More wedding bells could ring at Napa Valley wineries after a tough economic year that has some saying yes to a proposal to revise rules banning most vineyard vows.
Proponents say the plan would bring in some cash for struggling vintners and provide an opportunity to introduce guests to their wines.
Others think the move would threaten the rural character that gives the valley its charm.
The issue, expected to get its next public airing this week at a Napa County Board of Supervisors meeting, has the area buzzing.
“This is an important time, and it’s an important time to set the ground rules for the future,” said Andy Beckstoffer, a major grape grower who opposes the change.
The wedding ban stems from the 1990 Winery Definition Ordinance, which forbids social or cultural events at most Napa County wineries except for a handful of places that were grandfathered.
The proposed changes would affect more than just weddings. Also up for discussion is the current requirement that new wineries hold tastings by appointment only as well as limits on corporate events.
Opponents say they’re concerned that lifting the ban on social events could cause problems for the agricultural preserve that covers thousands of acres in the county and comes with zoning restrictions to protect farmland. Wineries are permitted as an agricultural use, and the Winery Definition Ordinance was written to ensure they conform to the rules, so amending the ordinance could conflict with the goal of preserving agriculture, Beckstoffer said.
Those on the other side agree that protecting the agricultural preserve is crucial and maintain that they’ve built safeguards into their proposal to do that. They propose a two-year trial and say traffic, safety and noise limit protocols would have to be followed. The number of weddings a winery would be allowed to host would be limited to the number of event permits it already has.
“No one is asking for unlimited events,” said Stuart Smith, general partner of Smith-Madrone Winery and a supporter of the changes. “The argument against this -- that this is going to destroy Napa as we know it -- is just rubbish.”
Smith said changes to the ordinance were long overdue. He sees opening the doors to weddings as community outreach to area residents who would like to see their children get married at a winery.
The move to revise the winery ordinance was set in motion by people in the hospitality industry who see business going to locales with less restrictive policies, such as next-door neighbor Sonoma County.
Last year was tough for the valley, said Clay Gregory, president of the Napa Valley Destination Council. Numbers are still being tallied, but it looks as though hotel occupancy rates will average less than 60%, compared with 80% in good years, he said.
The destination council is neutral on the ordinance revision, Gregory said. “It’s a hot issue. There’s no doubt about it,” he said.
Beckstoffer sympathizes with vintners’ need for revenue but said it’s important to consider hotels and other venues that could lose wedding business to wineries.
He’s not convinced weddings are a good way to market wine. “If your wedding is a wine marketing event, then you’re marrying the wrong guy,” he said with a chuckle.

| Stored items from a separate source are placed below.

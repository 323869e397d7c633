use thiserror::Error;

/// Errors reported by graph construction and the search engine.
///
/// Removal operations never produce an `Error`; they report failure through
/// their `bool` return value. A search that finds no path is not an error
/// either.
#[derive(Error, Debug, Clone, PartialEq)]
pub enum Error {
    #[error("balance must lie within [0, 1], got {0}")]
    BalanceOutOfRange(f64),

    #[error("edge weight must be non-negative, got {0}")]
    NegativeWeight(f64),

    #[error("edge endpoint is not a member of the graph")]
    EndpointNotMember,

    #[error("bounding box requires at least one node")]
    EmptyCollection,

    #[error("graph contains no nodes")]
    EmptyGraph,

    #[error("search has not been initialized")]
    NotInitialized,

    #[error("search has not ended")]
    SearchNotEnded,
}
// Standard library
use std::collections::HashMap;
use std::str::FromStr;

// MAZE
use crate::error::MazeError;

const RUN: &str = "run";
const GOTO: &str = "goto";
const FINISH: &str = "finish";
const VIEW: &str = "view";

const PATTERNS: [Pattern; 4] = [
    Pattern::new(RUN, &["nb_steps"]),
    Pattern::new(GOTO, &["target_step"]),
    Pattern::new(FINISH, &[]),
    Pattern::new(VIEW, &["x", "y"]),
];

/// A command typed on the interpreter line.
#[derive(Debug, Copy, Clone, PartialEq, Eq)]
pub enum Command {
    /// Perform that many generation steps.
    Run(usize),
    /// Step until the given step count is reached.
    Goto(usize),
    /// Step until the maze is complete.
    Finish,
    /// Scroll the maze panel so that raster position (x, y) is top-left.
    View(usize, usize),
}

impl FromStr for Command {
    type Err = MazeError;

    fn from_str(line: &str) -> Result<Self, Self::Err> {
        for pattern in PATTERNS.iter() {
            if let Some(args) = pattern.match_cmd(line) {
                return match pattern.keyword {
                    RUN => Ok(Command::Run(parse_arg(&args, "nb_steps")?)),
                    GOTO => Ok(Command::Goto(parse_arg(&args, "target_step")?)),
                    FINISH => Ok(Command::Finish),
                    _ => Ok(Command::View(parse_arg(&args, "x")?, parse_arg(&args, "y")?)),
                };
            }
        }
        Err(MazeError::InvalidCommand(String::from(line.trim())))
    }
}

struct Pattern {
    keyword: &'static str,
    args: &'static [&'static str],
}

impl Pattern {
    const fn new(keyword: &'static str, args: &'static [&'static str]) -> Self {
        Self { keyword, args }
    }

    fn match_cmd<'b>(&self, cmd: &'b str) -> Option<HashMap<&'static str, &'b str>> {
        let tokens: Vec<&str> = cmd.split_whitespace().collect();
        if tokens.len() == 1 + self.args.len() && tokens[0] == self.keyword {
            Some(self.args.iter().copied().zip(tokens[1..].iter().copied()).collect())
        } else {
            None
        }
    }
}

fn parse_arg<T: FromStr>(args: &HashMap<&str, &str>, name: &str) -> Result<T, MazeError> {
    let raw = args
        .get(name)
        .ok_or_else(|| MazeError::InvalidCommand(format!("missing argument {}", name)))?;
    raw.parse()
        .map_err(|_| MazeError::InvalidCommand(format!("{} is not a valid {}", raw, name)))
}

#[cfg(test)]
mod tests {
    use super::*;

    #[test]
    fn parse_commands() {
        assert_eq!("run 10".parse::<Command>().unwrap(), Command::Run(10));
        assert_eq!("  goto   42 ".parse::<Command>().unwrap(), Command::Goto(42));
        assert_eq!("finish".parse::<Command>().unwrap(), Command::Finish);
        assert_eq!("view 3 7".parse::<Command>().unwrap(), Command::View(3, 7));
    }

    #[test]
    fn reject_bad_commands() {
        for line in &["", "jump 3", "run", "run -1", "run ten", "finish now", "view 1"] {
            assert!(
                matches!(line.parse::<Command>(), Err(MazeError::InvalidCommand(_))),
                "accepted {:?}",
                line
            );
        }
    }
}
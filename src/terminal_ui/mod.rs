// Standard library
use std::io::{self, stdout, Write};
use std::{thread, time::Duration};

// External libraries
use crossterm::{
    cursor,
    event::{self, Event, KeyCode, KeyEventKind},
    execute, queue,
    style::{style, Attribute, Color, Print, PrintStyledContent, Stylize},
    terminal,
};
use log::info;

// MAZE
mod line_editor;
mod module;
mod styled_text;
use crate::commands::Command;
use crate::error::{MazeError, Result};
use crate::generator::{MazeGenerator, Step};
use crate::graph::{AdjacencyGraph, Graph};
use crate::grid::{Coord, Dimensions};
use crate::maze::Maze;
use crate::render::{self, DrawStyle};
use line_editor::LineEditor;
use module::Module;
use styled_text::StyledText;

pub type Position = (u16, u16);

/// Full-screen front-end: the maze being generated, an information panel
/// and a command line at the bottom.
pub struct TerminalUI<A: MazeGenerator, G: Graph = AdjacencyGraph> {
    size: Position,
    maze_mod: Module,
    info_mod: Module,
    maze: Maze<G>,
    generator: A,
    style: DrawStyle,
    view: (usize, usize),
    delay: Duration,
    message: Option<StyledText>,
}

impl<A: MazeGenerator, G: Graph> TerminalUI<A, G> {
    /// Switches the terminal to raw mode on the alternate screen. The
    /// terminal is restored when the UI is dropped.
    pub fn new(maze: Maze<G>, generator: A, draw_style: DrawStyle, delay: Duration) -> Result<Self> {
        terminal::enable_raw_mode()?;
        let size = or_restore(
            execute!(stdout(), terminal::EnterAlternateScreen, terminal::Clear(terminal::ClearType::All))
                .and_then(|()| terminal::size()),
            restore_terminal,
        )?;
        let (mut maze_mod, info_mod) = Self::create_modules(size);
        maze_mod.set_title(StyledText::from(vec![style(String::from(generator.name()))]));

        Ok(Self {
            size,
            maze_mod,
            info_mod,
            maze,
            generator,
            style: draw_style,
            view: (0, 0),
            delay,
            message: None,
        })
    }

    pub fn cmd_interpreter(&mut self) -> Result<()> {
        let mut editor = LineEditor::default();
        self.redraw()?;
        self.draw_command_line(&editor)?;

        loop {
            match event::read()? {
                Event::Key(key) if key.kind == KeyEventKind::Press => {
                    let max_len = self.size.0.saturating_sub(PROMPT.len() as u16) as usize;
                    match key.code {
                        KeyCode::Char(c) => editor.insert(c, max_len),
                        KeyCode::Left => editor.left(),
                        KeyCode::Right => editor.right(),
                        KeyCode::Backspace => editor.backspace(),
                        KeyCode::Delete => editor.delete(),
                        KeyCode::Up => editor.history_up(),
                        KeyCode::Down => editor.history_down(),
                        KeyCode::Enter => {
                            if let Some(line) = editor.submit() {
                                self.interpret(&line)?;
                            }
                        }
                        KeyCode::Esc => break,
                        _ => (),
                    }
                    self.draw_command_line(&editor)?;
                }
                Event::Resize(width, height) => {
                    self.resize((width, height))?;
                    self.draw_command_line(&editor)?;
                }
                _ => (),
            }
        }
        Ok(())
    }

    /// Parses and executes one command line. Bad input is reported in the
    /// information panel rather than returned.
    fn interpret(&mut self, line: &str) -> Result<()> {
        match line.parse::<Command>() {
            Ok(cmd) => {
                info!("executing {:?}", cmd);
                self.message = None;
                self.execute(cmd)
            }
            Err(err @ MazeError::InvalidCommand(_)) => {
                self.message = Some(error_text(err.to_string()));
                self.draw_info()
            }
            Err(err) => Err(err),
        }
    }

    pub fn execute(&mut self, cmd: Command) -> Result<()> {
        match cmd {
            Command::Run(nb_steps) => self.run_to(Some(self.generator.steps() + nb_steps)),
            Command::Goto(target) if target <= self.generator.steps() => {
                self.message = Some(error_text(format!(
                    "Already at step {}, generation cannot go back",
                    self.generator.steps()
                )));
                self.draw_info()
            }
            Command::Goto(target) => self.run_to(Some(target)),
            Command::Finish => self.run_to(None),
            Command::View(x, y) => self.move_view(x, y),
        }
    }

    /// Steps the generator until `target` steps have been performed, or until
    /// the maze is complete when `target` is `None`. Redraws after each step.
    fn run_to(&mut self, target: Option<usize>) -> Result<()> {
        let mut out = stdout();
        let mut title = self.maze_mod.title().clone();
        let suffix = match target {
            Some(target) => format!(" (running to step {})", target),
            None => String::from(" (running to completion)"),
        };
        title.push(style(suffix).attribute(Attribute::SlowBlink).attribute(Attribute::Italic));
        self.maze_mod.set_title(title);
        self.maze_mod.draw_title(&mut out)?;

        while target.map_or(true, |target| self.generator.steps() < target) {
            if self.generator.step(&mut self.maze)? == Step::Done {
                break;
            }
            self.draw_maze()?;
            self.flush()?;
            thread::sleep(self.delay);
        }

        let mut title = self.maze_mod.title().clone();
        title.pop();
        self.maze_mod.set_title(title);
        self.redraw()
    }

    fn move_view(&mut self, x: usize, y: usize) -> Result<()> {
        let rdim = render::raster_dim(self.maze.dim());
        if x < rdim.width() && y < rdim.height() {
            self.view = (x, y);
            self.draw_maze()?;
        } else {
            self.message = Some(error_text(format!(
                "View origin must lie within {} x {}",
                rdim.width(),
                rdim.height()
            )));
        }
        self.draw_info()
    }

    fn redraw(&mut self) -> Result<()> {
        let mut out = stdout();
        self.maze_mod.draw(&mut out)?;
        self.info_mod.draw(&mut out)?;
        self.draw_maze()?;
        self.draw_info()
    }

    fn draw_maze(&self) -> io::Result<()> {
        let raster = render::raster(&self.maze, self.generator.frontier());
        let cell_width = self.style.cell_width.max(1) as usize;
        let (cols, rows) = visible_window(raster.dim(), self.view, self.maze_mod.get_render_size(), cell_width);

        let mut out = stdout();
        self.maze_mod.clear_content(&mut out)?;
        let (x, y) = self.maze_mod.get_render_pos();
        for row in 0..rows {
            queue!(out, cursor::MoveTo(x, y + row as u16))?;
            for col in 0..cols {
                let pos = Coord::new((self.view.0 + col) as isize, (self.view.1 + row) as isize);
                let glyph = self.style.styled(raster.get_at(pos).unwrap_or_default());
                for _ in 0..cell_width {
                    queue!(out, PrintStyledContent(glyph.clone()))?;
                }
            }
        }
        Ok(())
    }

    fn draw_info(&self) -> Result<()> {
        let rdim = render::raster_dim(self.maze.dim());
        let cell_width = self.style.cell_width.max(1) as usize;
        let (cols, rows) = visible_window(&rdim, self.view, self.maze_mod.get_render_size(), cell_width);
        let revealed = self.maze.cell_states().iter().filter(|state| **state).count();

        let label = |text: &str| style(String::from(text)).attribute(Attribute::Italic);
        let mut step = StyledText::from(vec![label(" Step      : "), style(self.generator.steps().to_string())]);
        if self.generator.is_done() {
            step.push(style(String::from(" (complete)")).with(Color::Green));
        }
        let lines = [
            (1, step),
            (
                2,
                StyledText::from(vec![label(" Generator : "), style(String::from(self.generator.name()))]),
            ),
            (
                3,
                StyledText::from(vec![
                    label(" Maze size : "),
                    style(format!(
                        "{} x {} ({} cells, {} revealed)",
                        self.maze.width(),
                        self.maze.height(),
                        self.maze.valid_cell_count(),
                        revealed
                    )),
                ]),
            ),
            (
                4,
                StyledText::from(vec![
                    label(" Viewing   : "),
                    style(format!(
                        "({}, {}) -> ({}, {})",
                        self.view.0,
                        self.view.1,
                        self.view.0 + cols,
                        self.view.1 + rows
                    )),
                ]),
            ),
        ];

        let mut out = stdout();
        let (x, y) = self.info_mod.get_render_pos();
        let (max_len, height) = self.info_mod.get_render_size();
        self.info_mod.clear_content(&mut out)?;
        for (row, text) in lines.iter() {
            if *row < height {
                text.draw(&mut out, cursor::MoveTo(x, y + *row), max_len)?;
            }
        }
        if let Some(message) = &self.message {
            if 6 < height {
                message.draw(&mut out, cursor::MoveTo(x, y + 6), max_len)?;
            }
        }
        Ok(())
    }

    fn resize(&mut self, size: Position) -> Result<()> {
        queue!(stdout(), terminal::Clear(terminal::ClearType::All))?;
        self.size = size;

        let (mut maze_mod, mut info_mod) = Self::create_modules(size);
        maze_mod.set_title(self.maze_mod.title().clone());
        info_mod.set_title(self.info_mod.title().clone());
        self.maze_mod = maze_mod;
        self.info_mod = info_mod;
        self.redraw()
    }

    fn create_modules(size: Position) -> (Module, Module) {
        let height_maze = size.1.saturating_sub(HEIGHT_INFO + 1);
        let maze_mod = Module::new(
            StyledText::from(vec![style(String::from("Maze"))]),
            (0, 0),
            (size.0, height_maze),
        );
        let info_mod = Module::new(
            StyledText::from(vec![style(String::from("Information")).attribute(Attribute::Italic)]),
            (0, height_maze),
            (size.0, HEIGHT_INFO),
        );
        (maze_mod, info_mod)
    }

    fn draw_command_line(&self, editor: &LineEditor) -> io::Result<()> {
        let row = self.size.1.saturating_sub(1);
        queue!(
            stdout(),
            cursor::MoveTo(0, row),
            terminal::Clear(terminal::ClearType::UntilNewLine),
            Print(PROMPT),
            Print(editor.line()),
            cursor::MoveTo(PROMPT.len() as u16 + editor.cursor() as u16, row),
        )?;
        self.flush()
    }

    fn flush(&self) -> io::Result<()> {
        stdout().flush()
    }
}

impl<A: MazeGenerator, G: Graph> Drop for TerminalUI<A, G> {
    fn drop(&mut self) {
        restore_terminal();
    }
}

fn restore_terminal() {
    // Nothing sensible to do if the terminal cannot be restored
    let _ = execute!(stdout(), terminal::LeaveAlternateScreen, cursor::Show);
    let _ = terminal::disable_raw_mode();
}

/// Calls `restore` when terminal setup failed, so a half-initialised UI does
/// not leave the terminal in raw mode.
fn or_restore<T, F: FnOnce()>(setup: io::Result<T>, restore: F) -> io::Result<T> {
    setup.map_err(|err| {
        restore();
        err
    })
}

/// Number of raster columns and rows that fit in a panel of `render_size`
/// terminal cells when drawing from `view`.
fn visible_window(raster: &Dimensions, view: (usize, usize), render_size: Position, cell_width: usize) -> (usize, usize) {
    let cols = raster.width().saturating_sub(view.0).min(render_size.0 as usize / cell_width);
    let rows = raster.height().saturating_sub(view.1).min(render_size.1 as usize);
    (cols, rows)
}

fn error_text(text: String) -> StyledText {
    StyledText::from(vec![style(format!(" {}", text)).with(Color::Red)])
}

const HEIGHT_INFO: u16 = 10;
const PROMPT: &str = "> ";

This isn’t the first trip down the aisle for the winery wedding idea. A similar proposal in 2005 failed to garner support.
This time, the Napa Valley Vintners association is trying to come up with a recommendation, but arriving at a consensus among its 375 member wineries isn’t expected to be easy.
The question, said association spokesman Terry Hall, is, “How do you look at sustainability of your business as well as sustainability of your most valuable resources, which is your land and the agricultural preserve that protects it?”